Are there other Breast Cancer Survivorship clinics that focus on “Energy Balance”- getting participants “back in the swing”, such as the KU Breast Cancer Survivorship Center?
Go to Find a Center Near You and click on your state to find the Center that can meet your needs. Nothing near you? Email us at info@BackintheSwing.org!
Who produced this video?
Back in the Swing has worked with their friend and videographer, David Moore, to produce and direct all of their videos during the last 7 years. In each, David worked closely to bring the organization’s vision and message to different groups of people. Usually, the production of a Back in the Swing video is fairly straightforward: It’s shot with one camera, one set up at a time. However, in this video, they pulled out all the stops, with 3 cameras running simultaneously during the shoot! One camera was on a tripod, a second was on a camera crane and the third was handheld. David spent over 40 hours editing the footage and pop-ups into the video that you see. FUN FACT: The first shot of the day was of the juggler. When David introduced himself to the talent, the two recognized each other. They had both been in the theater department of the same college 12 years earlier together. What a small world.

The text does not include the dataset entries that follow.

//! Differ - Compare two attribute trees of the same resource
//!
//! Update needs to know which top-level attributes changed between the old
//! and new configuration, and which remote update calls those changes map
//! to. Read uses the same comparison to report drift between tracked state
//! and the observed remote object.

use std::collections::BTreeMap;

use crate::resource::{Attributes, Value};
use crate::schema::{AttributeSchema, Codec, ResourceSchema};
use crate::tags;
use crate::wire::json_equivalent;

/// Result of comparing an old configuration with a new one
#[derive(Debug, Clone, PartialEq)]
pub enum Diff {
    /// Nothing to send
    NoChange,
    /// In-place update, one remote call per group
    Update {
        changed_attributes: Vec<String>,
        groups: Vec<GroupChange>,
    },
    /// A create-only attribute changed
    Replace { attributes: Vec<String> },
}

impl Diff {
    /// Returns whether this Diff involves a change
    pub fn is_change(&self) -> bool {
        !matches!(self, Diff::NoChange)
    }
}

/// Changed attributes converging through one remote update call
#[derive(Debug, Clone, PartialEq, Eq)]
pub struct GroupChange {
    pub group: String,
    pub attributes: Vec<String>,
}

/// Compare old and new configuration of one resource
pub fn diff(schema: &ResourceSchema, old: &Attributes, new: &Attributes) -> Diff {
    let changed = changed_attributes(schema, old, new);
    if changed.is_empty() {
        return Diff::NoChange;
    }

    let replace: Vec<String> = changed
        .iter()
        .filter(|name| schema.get(name).is_some_and(|a| a.create_only))
        .cloned()
        .collect();
    if !replace.is_empty() {
        return Diff::Replace {
            attributes: replace,
        };
    }

    let groups = group_changes(schema, &changed);
    Diff::Update {
        changed_attributes: changed,
        groups,
    }
}

/// Top-level attributes whose value differs between `old` and `new`
///
/// Computed-only attributes and the effective tag set are ignored; they
/// are outputs, not configuration.
pub fn changed_attributes(schema: &ResourceSchema, old: &Attributes, new: &Attributes) -> Vec<String> {
    schema
        .attributes
        .values()
        .filter(|attr| !attr.is_computed_only() && attr.name != tags::TAGS_ALL)
        .filter(|attr| !attribute_eq(attr, old.get(&attr.name), new.get(&attr.name)))
        .map(|attr| attr.name.clone())
        .collect()
}

/// Group changed attributes by update group, in group name order
pub fn group_changes(schema: &ResourceSchema, changed: &[String]) -> Vec<GroupChange> {
    let mut groups: BTreeMap<String, Vec<String>> = BTreeMap::new();
    for name in changed {
        let group = if tags::is_tag_attribute(name) {
            tags::TAGS
        } else {
            schema.get(name).map_or(name.as_str(), AttributeSchema::group)
        };
        groups
            .entry(group.to_string())
            .or_default()
            .push(name.clone());
    }
    groups
        .into_iter()
        .map(|(group, attributes)| GroupChange { group, attributes })
        .collect()
}

/// Attributes where the observed object no longer matches tracked state
///
/// Write-only attributes are never returned by the remote API, so they are
/// not compared.
pub fn drifted_attributes(
    schema: &ResourceSchema,
    tracked: &Attributes,
    observed: &Attributes,
) -> Vec<String> {
    schema
        .attributes
        .values()
        .filter(|attr| !attr.is_computed_only() && !attr.write_only && attr.name != tags::TAGS_ALL)
        .filter(|attr| !attribute_eq(attr, tracked.get(&attr.name), observed.get(&attr.name)))
        .map(|attr| attr.name.clone())
        .collect()
}

fn attribute_eq(attr: &AttributeSchema, a: Option<&Value>, b: Option<&Value>) -> bool {
    match (a, b) {
        (None, None) => true,
        (Some(Value::String(x)), Some(Value::String(y))) if attr.codec == Codec::Json => {
            json_equivalent(x, y)
        }
        (Some(x), Some(y)) => x == y,
        _ => false,
    }
}

#[cfg(test)]
mod tests {
    use super::*;
    use crate::schema::{AttributeType, types};

    fn schema() -> ResourceSchema {
        ResourceSchema::new("access")
            .attribute(
                AttributeSchema::new("server_id", AttributeType::String)
                    .required()
                    .create_only(),
            )
            .attribute(AttributeSchema::new("home_directory", AttributeType::String).in_group("access"))
            .attribute(
                AttributeSchema::new("policy", AttributeType::String)
                    .with_codec(Codec::Json)
                    .in_group("access"),
            )
            .attribute(
                AttributeSchema::new("gids", AttributeType::Set(Box::new(AttributeType::Int)))
                    .in_group("posix"),
            )
            .attribute(AttributeSchema::new("role", AttributeType::String).write_only())
            .attribute(AttributeSchema::new("tags", types::tags()))
            .attribute(AttributeSchema::new("tags_all", types::tags()).computed())
            .attribute(AttributeSchema::new("arn", AttributeType::String).computed())
    }

    fn attrs(entries: &[(&str, Value)]) -> Attributes {
        entries
            .iter()
            .map(|(k, v)| (k.to_string(), v.clone()))
            .collect()
    }

    #[test]
    fn identical_configuration_is_no_change() {
        let a = attrs(&[
            ("server_id", Value::from("s-1")),
            ("gids", Value::Set(vec![Value::Int(1), Value::Int(2)])),
        ]);
        let b = attrs(&[
            ("server_id", Value::from("s-1")),
            ("gids", Value::Set(vec![Value::Int(2), Value::Int(1)])),
        ]);
        assert_eq!(diff(&schema(), &a, &b), Diff::NoChange);
    }

    #[test]
    fn equivalent_json_is_no_change() {
        let a = attrs(&[("policy", Value::from(r#"{"a":1,"b":2}"#))]);
        let b = attrs(&[("policy", Value::from(r#"{ "b": 2, "a": 1 }"#))]);
        assert!(changed_attributes(&schema(), &a, &b).is_empty());
    }

    #[test]
    fn changes_grouped_by_update_group() {
        let old = attrs(&[
            ("home_directory", Value::from("/a")),
            ("gids", Value::Set(vec![Value::Int(1)])),
        ]);
        let new = attrs(&[
            ("home_directory", Value::from("/b")),
            ("policy", Value::from("{}")),
            ("tags", Value::string_map([("env", "prod")])),
        ]);

        match diff(&schema(), &old, &new) {
            Diff::Update {
                changed_attributes,
                groups,
            } => {
                assert_eq!(
                    changed_attributes,
                    vec!["gids", "home_directory", "policy", "tags"]
                );
                assert_eq!(
                    groups,
                    vec![
                        GroupChange {
                            group: "access".to_string(),
                            attributes: vec!["home_directory".to_string(), "policy".to_string()],
                        },
                        GroupChange {
                            group: "posix".to_string(),
                            attributes: vec!["gids".to_string()],
                        },
                        GroupChange {
                            group: "tags".to_string(),
                            attributes: vec!["tags".to_string()],
                        },
                    ]
                );
            }
            other => panic!("Expected Update, got {:?}", other),
        }
    }

    #[test]
    fn create_only_change_requires_replacement() {
        let old = attrs(&[("server_id", Value::from("s-1")), ("home_directory", Value::from("/a"))]);
        let new = attrs(&[("server_id", Value::from("s-2")), ("home_directory", Value::from("/b"))]);
        assert_eq!(
            diff(&schema(), &old, &new),
            Diff::Replace {
                attributes: vec!["server_id".to_string()]
            }
        );
    }

    #[test]
    fn computed_attributes_are_ignored() {
        let old = attrs(&[("arn", Value::from("arn:1"))]);
        let new = attrs(&[("arn", Value::from("arn:2"))]);
        assert!(!diff(&schema(), &old, &new).is_change());
    }

    #[test]
    fn write_only_attributes_never_drift() {
        let tracked = attrs(&[("role", Value::from("arn:aws:iam::1:role/r")), ("home_directory", Value::from("/a"))]);
        let observed = attrs(&[("home_directory", Value::from("/b"))]);
        assert_eq!(
            drifted_attributes(&schema(), &tracked, &observed),
            vec!["home_directory".to_string()]
        );
    }
}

Who is the girl whose curfew is 11:05? And is that really her curfew?
That is Maddie Ford, the daughter of Angie Ford, owner of the Jazzercise Center where we shot this video. She has a cameo appearance, along with the founder of Back in the Swing, Barbara Unell, in the “hip bump shot”! She is almost 16 years old; her curfew varies from weeknight to weekend, school night to summer. Our message? Jazzercise is appropriate for ALL ages!
Are those really instructors who say they get paid to do this?
Yes! And, yes, they really do get paid to dance/teach/motivate/educate. Ain’t it great?? (For our benefit class and video, they volunteered their time and talents!) They are instructors from the Overland Park Jazzercise Center and work on a daily basis to help all women (and men) get back in the swing of joyful, proactive living!